教堂。
清晨的雾光,将整个教堂笼罩在神圣美丽的光环下。整个神圣的殿中,回荡着唱诗班耳熟能详的AmazingGrace圣歌。
新娘休息室里,安仅萱微闭着眼眸,任由化妆师在她精致的容颜上,画着淡淡的新娘妆,许久,在化妆师的示意下,安仅萱张开双眸,精致的妆容将她身上的气质完全衬托出来。她很满意,对着化妆师微微的笑了笑。
缓缓的起身,打量着自己,一抹裸肩白色婚纱,洁白的裙摆被裁制成无数皱褶的裙子。一层轻纱柔柔的给褶皱裙上蒙上一层薄雾。袖口参差不齐的蕾丝花边更显柔美。从肩头上向下螺旋点缀的花藤上朵朵纯洁的花朵,洁白的婚纱,蓬起的裙摆,让她如同云间的公主,优雅而华丽。
今天,她就要嫁人了,嫁给那个如风般的男人。
教堂外,凌昊风一身剪裁得体的白色燕尾服,脸上始终噙着如春风般扣人心弦的微笑,招呼着来往的宾客。
这场婚礼,凌昊风应了安仅萱的要求,只是简单的邀请各自的亲朋好友,可是当看到南宫澈和冷天煜的身影时,凌昊风原本带笑的脸庞,瞬间僵硬。
冷天煜和南宫澈两人各自要了一杯香槟,看似聊得十分的欢畅,凌昊风作为主人自然要去问候,跟侍从要了一杯香槟,嘴角带笑的来到冷天煜和南宫澈的身边。
朝着他们轻轻的碰了碰杯,“没想到南宫总裁和冷总大驾光临,招呼不周的地方,还请多多包涵,两位的到来,还真让凌某受宠若惊。”

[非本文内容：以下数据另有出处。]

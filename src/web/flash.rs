//! One-shot messages carried across a POST/redirect/GET cycle.
//!
//! A POST handler stores a [`Flash`] in the `flash` cookie and answers with a
//! 303. The next page render embeds it in its body and clears the cookie.

use axum::extract::FromRequestParts;
use axum::http::header::SET_COOKIE;
use axum::http::request::Parts;
use axum::response::{AppendHeaders, IntoResponse, Json, Redirect, Response};
use cookie::{Cookie, SameSite};
use serde::{Deserialize, Serialize};
use std::convert::Infallible;

use super::session::{cookie_value, removal_cookie};

pub const FLASH_COOKIE: &str = "flash";

#[derive(Debug, Clone, Copy, PartialEq, Eq, Serialize, Deserialize)]
#[serde(rename_all = "lowercase")]
pub enum FlashKind {
    Success,
    Error,
}

#[derive(Debug, Clone, PartialEq, Eq, Serialize, Deserialize)]
pub struct Flash {
    pub kind: FlashKind,
    pub message: String,
}

impl Flash {
    pub fn success(message: impl Into<String>) -> Self {
        Self {
            kind: FlashKind::Success,
            message: message.into(),
        }
    }

    pub fn error(message: impl Into<String>) -> Self {
        Self {
            kind: FlashKind::Error,
            message: message.into(),
        }
    }

    /// Cookie values can't hold arbitrary UTF-8, so the JSON is hex-encoded.
    fn encode(&self) -> String {
        hex::encode(serde_json::to_vec(self).unwrap_or_default())
    }

    fn decode(value: &str) -> Option<Self> {
        let bytes = hex::decode(value).ok()?;
        serde_json::from_slice(&bytes).ok()
    }

    pub fn set_cookie(&self) -> String {
        Cookie::build((FLASH_COOKIE, self.encode()))
            .path("/")
            .http_only(true)
            .same_site(SameSite::Lax)
            .build()
            .to_string()
    }
}

/// 303 to `to`, carrying `flash`.
pub fn redirect_with(to: &str, flash: Flash) -> Response {
    (
        AppendHeaders([(SET_COOKIE, flash.set_cookie())]),
        Redirect::to(to),
    )
        .into_response()
}

/// The pending message of the current request, if any.
#[derive(Debug, Default)]
pub struct IncomingFlash(pub Option<Flash>);

impl<S: Send + Sync> FromRequestParts<S> for IncomingFlash {
    type Rejection = Infallible;

    async fn from_request_parts(parts: &mut Parts, _state: &S) -> Result<Self, Self::Rejection> {
        Ok(IncomingFlash(
            cookie_value(&parts.headers, FLASH_COOKIE).and_then(|v| Flash::decode(&v)),
        ))
    }
}

#[derive(Debug, Serialize)]
struct Page<T> {
    #[serde(skip_serializing_if = "Option::is_none")]
    flash: Option<Flash>,
    #[serde(flatten)]
    view: T,
}

/// Renders a page view model, consuming the pending flash message.
pub fn render<T: Serialize>(incoming: IncomingFlash, view: T) -> Response {
    let consumed = incoming.0.is_some();
    let body = Json(Page {
        flash: incoming.0,
        view,
    });
    if consumed {
        (AppendHeaders([(SET_COOKIE, removal_cookie(FLASH_COOKIE))]), body).into_response()
    } else {
        body.into_response()
    }
}

#[cfg(test)]
mod tests {
    use super::*;

    #[test]
    fn cookie_value_survives_non_ascii_messages() {
        let flash = Flash::error("Asignación duplicada");
        let decoded = Flash::decode(&flash.encode()).expect("decode");
        assert_eq!(decoded, flash);
    }

    #[test]
    fn corrupt_cookie_is_ignored() {
        assert_eq!(Flash::decode("zz"), None);
        assert_eq!(Flash::decode(&hex::encode(b"not json")), None);
    }
}
//! Signed session cookies and the role gate.
//!
//! The cookie value is `<user id>.<issued at, unix secs>.<hex HMAC-SHA256>`
//! keyed by `SECRET_KEY`. Nothing is stored server-side: a cookie is valid
//! while its signature verifies, it has not expired, and the user it names
//! still exists.

use axum::http::request::Parts;
use axum::http::{header, HeaderMap};
use axum::extract::FromRequestParts;
use axum::response::Redirect;
use cookie::time::Duration;
use cookie::{Cookie, SameSite};
use hmac::{Hmac, Mac};
use sha2::Sha256;
use std::sync::Arc;
use std::time::{SystemTime, UNIX_EPOCH};

use super::AppState;
use crate::accounts::{self, Role, User};

type HmacSha256 = Hmac<Sha256>;

pub const SESSION_COOKIE: &str = "session";
pub const LOGIN_PATH: &str = "/";

#[derive(Clone)]
pub struct SessionSigner {
    key: Arc<[u8]>,
    ttl_secs: u64,
}

impl SessionSigner {
    pub fn new(secret: &[u8], ttl_secs: u64) -> Self {
        Self {
            key: Arc::from(secret),
            ttl_secs,
        }
    }

    fn mac(&self, payload: &str) -> HmacSha256 {
        // HMAC is defined for keys of any length.
        let mut mac = match HmacSha256::new_from_slice(&self.key) {
            Ok(m) => m,
            Err(_) => unreachable!("HMAC accepts any key length"),
        };
        mac.update(payload.as_bytes());
        mac
    }

    pub fn issue(&self, user_id: i64, issued_at: u64) -> String {
        let payload = format!("{user_id}.{issued_at}");
        let tag = hex::encode(self.mac(&payload).finalize().into_bytes());
        format!("{payload}.{tag}")
    }

    /// Returns the user id of a well-formed, authentic, unexpired value.
    pub fn verify(&self, value: &str, now: u64) -> Option<i64> {
        let mut parts = value.splitn(3, '.');
        let user_id: i64 = parts.next()?.parse().ok()?;
        let issued_at: u64 = parts.next()?.parse().ok()?;
        let tag = hex::decode(parts.next()?).ok()?;

        self.mac(&format!("{user_id}.{issued_at}"))
            .verify_slice(&tag)
            .ok()?;

        if issued_at > now.saturating_add(60) || now.saturating_sub(issued_at) > self.ttl_secs {
            return None;
        }
        Some(user_id)
    }

    pub fn cookie(&self, user_id: i64) -> String {
        Cookie::build((SESSION_COOKIE, self.issue(user_id, unix_now())))
            .path("/")
            .http_only(true)
            .same_site(SameSite::Lax)
            .max_age(Duration::seconds(self.ttl_secs as i64))
            .build()
            .to_string()
    }
}

pub fn unix_now() -> u64 {
    SystemTime::now()
        .duration_since(UNIX_EPOCH)
        .map(|d| d.as_secs())
        .unwrap_or_default()
}

/// `Set-Cookie` value that makes the browser drop `name`.
pub fn removal_cookie(name: &str) -> String {
    Cookie::build((name, ""))
        .path("/")
        .max_age(Duration::ZERO)
        .build()
        .to_string()
}

pub fn cookie_value(headers: &HeaderMap, name: &str) -> Option<String> {
    headers
        .get_all(header::COOKIE)
        .iter()
        .filter_map(|v| v.to_str().ok())
        .flat_map(Cookie::split_parse)
        .filter_map(Result::ok)
        .find(|c| c.name() == name)
        .map(|c| c.value().to_string())
}

fn login_redirect() -> Redirect {
    Redirect::to(LOGIN_PATH)
}

/// Any logged-in user.
pub struct CurrentUser(pub User);

impl FromRequestParts<AppState> for CurrentUser {
    type Rejection = Redirect;

    async fn from_request_parts(
        parts: &mut Parts,
        state: &AppState,
    ) -> Result<Self, Self::Rejection> {
        let value = cookie_value(&parts.headers, SESSION_COOKIE).ok_or_else(login_redirect)?;
        let Some(user_id) = state.sessions.verify(&value, unix_now()) else {
            tracing::debug!(path = %parts.uri.path(), "rejected invalid or expired session");
            return Err(login_redirect());
        };

        let conn = state.db.lock().await;
        match accounts::find_by_id(&conn, user_id) {
            Ok(Some(user)) => Ok(CurrentUser(user)),
            Ok(None) => Err(login_redirect()),
            Err(e) => {
                tracing::error!(user_id, error = %e, "failed to load session user");
                Err(login_redirect())
            }
        }
    }
}

async fn require_role(
    parts: &mut Parts,
    state: &AppState,
    role: Role,
) -> Result<User, Redirect> {
    let CurrentUser(user) = CurrentUser::from_request_parts(parts, state).await?;
    if user.role != role {
        tracing::warn!(
            event = "auth_failure",
            user_id = user.id,
            required = role.as_str(),
            path = %parts.uri.path(),
            "role check failed"
        );
        return Err(login_redirect());
    }
    Ok(user)
}

pub struct AdminUser(pub User);

impl FromRequestParts<AppState> for AdminUser {
    type Rejection = Redirect;

    async fn from_request_parts(
        parts: &mut Parts,
        state: &AppState,
    ) -> Result<Self, Self::Rejection> {
        require_role(parts, state, Role::Admin).await.map(AdminUser)
    }
}

pub struct TeacherUser(pub User);

impl FromRequestParts<AppState> for TeacherUser {
    type Rejection = Redirect;

    async fn from_request_parts(
        parts: &mut Parts,
        state: &AppState,
    ) -> Result<Self, Self::Rejection> {
        require_role(parts, state, Role::Teacher).await.map(TeacherUser)
    }
}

南宫澈的嘴角浮起了一抹弧度,举起手中的香槟酒杯向凌昊风示意了一下。
冷天煜优雅的喝了一口香槟,眼底的冷色更加浓重。
“很抱歉,婚礼快开始了,失陪。”
在朋友的提醒下,凌昊风歉意的看了两人一眼,随即转身朝着台上走去。
阳光从花窗棂照落,整座教堂铺满粉红色的香槟玫瑰,两旁摆放的是妖艳的艳丽玫瑰,还有淡紫色的桔梗。
凌昊风脸上扬起了一抹淡笑,微笑的望着底下的人。
‘砰’‘砰’
就在凌昊风张嘴的瞬间,一阵枪声响起。
休息室内的安仅萱听到声响,心头渐渐升起了不安,起身,推开休息室的门,安仅萱提着裙摆,朝着礼堂飞奔而去。
本来嘴角带着微笑的凌昊风忽然像是断了线的风筝,整个人失去了支撑,从台上轰然倒下。地上一片血迹,凌昊风白色的西装上已经染成了鲜红,悲伤从心底开始蔓延,安仅萱再也抑制不住,直接冲到了凌昊风的身旁,跪倒在了地上。
“风……”
看着躺在地上的凌昊风,手指轻轻的附上他的眉眼,悲怆从心底渗出,轻轻的呼唤着。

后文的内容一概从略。